Alternative settings, such as pharmacies, have been proposed as alternatives to office blood pressure monitoring.

==Invasive==
Arterial blood pressure is most accurately measured invasively through an arterial line. Invasive arterial pressure measurement with intravascular cannulae involves direct measurement of arterial pressure by placing a cannula needle in an artery (usually radial, femoral, dorsalis pedis or brachial). The cannula is inserted either via palpation or with the use of ultrasound guidance.

The cannula must be connected to a sterile, fluid-filled system, which is connected to an electronic pressure transducer. The advantage of this system is that pressure is constantly monitored beat-by-beat, and a waveform (a graph of pressure against time) can be displayed. This invasive technique is regularly employed in human and veterinary intensive care medicine, anesthesiology, and for research purposes.

Cannulation for invasive vascular pressure monitoring is infrequently associated with complications such as thrombosis, infection, and bleeding. Patients with invasive arterial monitoring require very close supervision, as there is a danger of severe bleeding if the line becomes disconnected. It is generally reserved for patients where rapid variations in arterial pressure are anticipated. Approximately one-third of intensive care patients receive invasive arterial monitoring.

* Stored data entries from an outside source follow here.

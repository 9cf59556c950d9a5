//! Daemon config generation from `__TOKEN__` templates

use regex::Regex;
use std::collections::{BTreeMap, BTreeSet};
use std::fs;
use std::path::Path;
use std::sync::OnceLock;
use tracing::{debug, info, warn};

use crate::error::{VpnctlError, VpnctlResult};
use crate::secrets::{defaults, keys, write_atomic, SecretStore};
use crate::validation;

/// Token names bound for the Hysteria2 template
pub mod tokens {
    pub const HYSTERIA_PASSWORD: &str = "HYSTERIA_PASSWORD";
    pub const HYSTERIA_UP: &str = "HYSTERIA_UP";
    pub const HYSTERIA_DOWN: &str = "HYSTERIA_DOWN";
    pub const HYSTERIA_MASQUERADE: &str = "HYSTERIA_MASQUERADE";
    pub const HYSTERIA_OBFS_PASSWORD: &str = "HYSTERIA_OBFS_PASSWORD";
    pub const HYSTERIA_PORT: &str = "HYSTERIA_PORT";
}

fn token_pattern() -> &'static Regex {
    static PATTERN: OnceLock<Regex> = OnceLock::new();
    PATTERN.get_or_init(|| Regex::new(r"__([A-Z0-9_]+?)__").expect("token pattern is valid"))
}

/// Substitute every `__NAME__` token in `template` from `bindings`
///
/// Fails listing each token without a binding.
pub fn render(template: &str, bindings: &BTreeMap<String, String>) -> VpnctlResult<String> {
    let mut missing = BTreeSet::new();

    let rendered = token_pattern().replace_all(template, |caps: &regex::Captures| {
        let name = &caps[1];
        match bindings.get(name) {
            Some(value) => value.clone(),
            None => {
                missing.insert(name.to_string());
                caps[0].to_string()
            }
        }
    });

    if !missing.is_empty() {
        return Err(VpnctlError::template(format!(
            "unresolved tokens: {}",
            missing.into_iter().collect::<Vec<_>>().join(", ")
        )));
    }
    Ok(rendered.into_owned())
}

/// Regenerate `output` in full from `template`
///
/// Nothing is written unless every token resolved.
pub fn apply_template(template: &Path, output: &Path, bindings: &BTreeMap<String, String>) -> VpnctlResult<()> {
    let source = fs::read_to_string(template).map_err(|e| {
        VpnctlError::template(format!("Failed to read template {:?}: {}", template, e))
    })?;
    let rendered = render(&source, bindings)?;
    write_atomic(output, &rendered)?;
    info!("Rendered {:?} from {:?}", output, template);
    Ok(())
}

/// Directive prefix of the Hysteria2 listener, `listen: :<port>`
pub const LISTEN_DIRECTIVE: &str = r"[ \t]*listen:[ \t]*:";

/// Move a port directive in place in an existing config
///
/// `prefix` is a regex for everything on the line before the port. The port
/// must be the whole remaining value (an optional trailing comment aside) and
/// the directive must occur exactly once, otherwise nothing is written.
pub fn replace_port_directive(path: &Path, prefix: &str, old_port: u16, new_port: u16) -> VpnctlResult<()> {
    let pattern = Regex::new(&format!(r"(?m)^({}){}([ \t]*(?:#.*)?)$", prefix, old_port))
        .map_err(|e| VpnctlError::template(format!("Bad directive pattern '{}': {}", prefix, e)))?;

    let content = fs::read_to_string(path)?;
    match pattern.find_iter(&content).count() {
        1 => {}
        0 => {
            return Err(VpnctlError::template(format!(
                "No directive for port {} found in {:?}",
                old_port, path
            )))
        }
        n => {
            return Err(VpnctlError::template(format!(
                "{} directives for port {} found in {:?}, refusing to guess",
                n, old_port, path
            )))
        }
    }

    let updated = pattern.replace(&content, format!("${{1}}{}${{2}}", new_port).as_str());
    write_atomic(path, &updated)?;
    debug!("Moved port directive {} -> {} in {:?}", old_port, new_port, path);
    Ok(())
}

/// Bindings for the Hysteria2 config, `port` being the listener to render
///
/// Passwords are required; the rest fall back to documented defaults.
pub fn hysteria_bindings(store: &SecretStore, port: u16) -> VpnctlResult<BTreeMap<String, String>> {
    let up = store.get_or(keys::HYSTERIA_UP_MBPS, defaults::BANDWIDTH_MBPS);
    let down = store.get_or(keys::HYSTERIA_DOWN_MBPS, defaults::BANDWIDTH_MBPS);

    let mut bindings = BTreeMap::new();
    bindings.insert(
        tokens::HYSTERIA_PASSWORD.to_string(),
        store.require(keys::HYSTERIA_PASSWORD)?.to_string(),
    );
    bindings.insert(
        tokens::HYSTERIA_OBFS_PASSWORD.to_string(),
        store.require(keys::HYSTERIA_OBFS_PASSWORD)?.to_string(),
    );
    bindings.insert(tokens::HYSTERIA_UP.to_string(), format!("{} mbps", up));
    bindings.insert(tokens::HYSTERIA_DOWN.to_string(), format!("{} mbps", down));
    bindings.insert(
        tokens::HYSTERIA_MASQUERADE.to_string(),
        store.get_or(keys::REALITY_SNI, defaults::REALITY_SNI).to_string(),
    );
    bindings.insert(tokens::HYSTERIA_PORT.to_string(), port.to_string());

    for value in bindings.values() {
        validation::sanitize_config_value(value)?;
    }
    Ok(bindings)
}

/// Regenerate the Hysteria2 config in full from its template
///
/// The only way credentials reach the daemon, so a missing template is an
/// error rather than a reason to keep the old file.
pub fn render_hysteria_config(store: &SecretStore, template: &Path, config: &Path, port: u16) -> VpnctlResult<()> {
    if !template.exists() {
        return Err(VpnctlError::template(format!(
            "No template at {:?}, credentials in {:?} cannot be regenerated",
            template, config
        )));
    }
    apply_template(template, config, &hysteria_bindings(store, port)?)
}

/// Move the Hysteria2 listener from `previous_port` to `port`
///
/// Renders from the template when one exists. Otherwise only the listen
/// directive is patched, which is all a port change needs.
pub fn apply_hysteria_config(
    store: &SecretStore,
    template: &Path,
    config: &Path,
    previous_port: u16,
    port: u16,
) -> VpnctlResult<()> {
    if template.exists() {
        return render_hysteria_config(store, template, config, port);
    }

    if !config.exists() {
        return Err(VpnctlError::template(format!(
            "Neither {:?} nor {:?} exists",
            template, config
        )));
    }
    if previous_port == port {
        debug!("No template at {:?} and port unchanged, leaving {:?}", template, config);
        return Ok(());
    }
    warn!("No template at {:?}, patching listen directive in {:?}", template, config);
    replace_port_directive(config, LISTEN_DIRECTIVE, previous_port, port)
}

Invasive vascular pressure monitors are pressure monitoring systems designed to acquire pressure information for display and processing. There are a variety of invasive vascular pressure monitors for trauma, critical care, and operating room applications. These include single pressure, dual pressure, and multi-parameter (i.e. pressure / temperature). The monitors can be used for measurement and follow-up of arterial, central venous, pulmonary arterial, left atrial, right atrial, femoral arterial, umbilical venous, umbilical arterial, and intracranial pressures.

===Central aortic blood pressure measurement===

Central aortic blood pressure, which, compared to peripheral blood pressure, has been shown to correlate more strongly with negative cardiovascular events, kidney disease, and other morbidities, as well as all-cause mortality, has traditionally required invasive heart catheterization to be measured, but newer devices have either been developed or are in late stages of development that allow it to be non-invasively measured indirectly with an acceptable margin of error.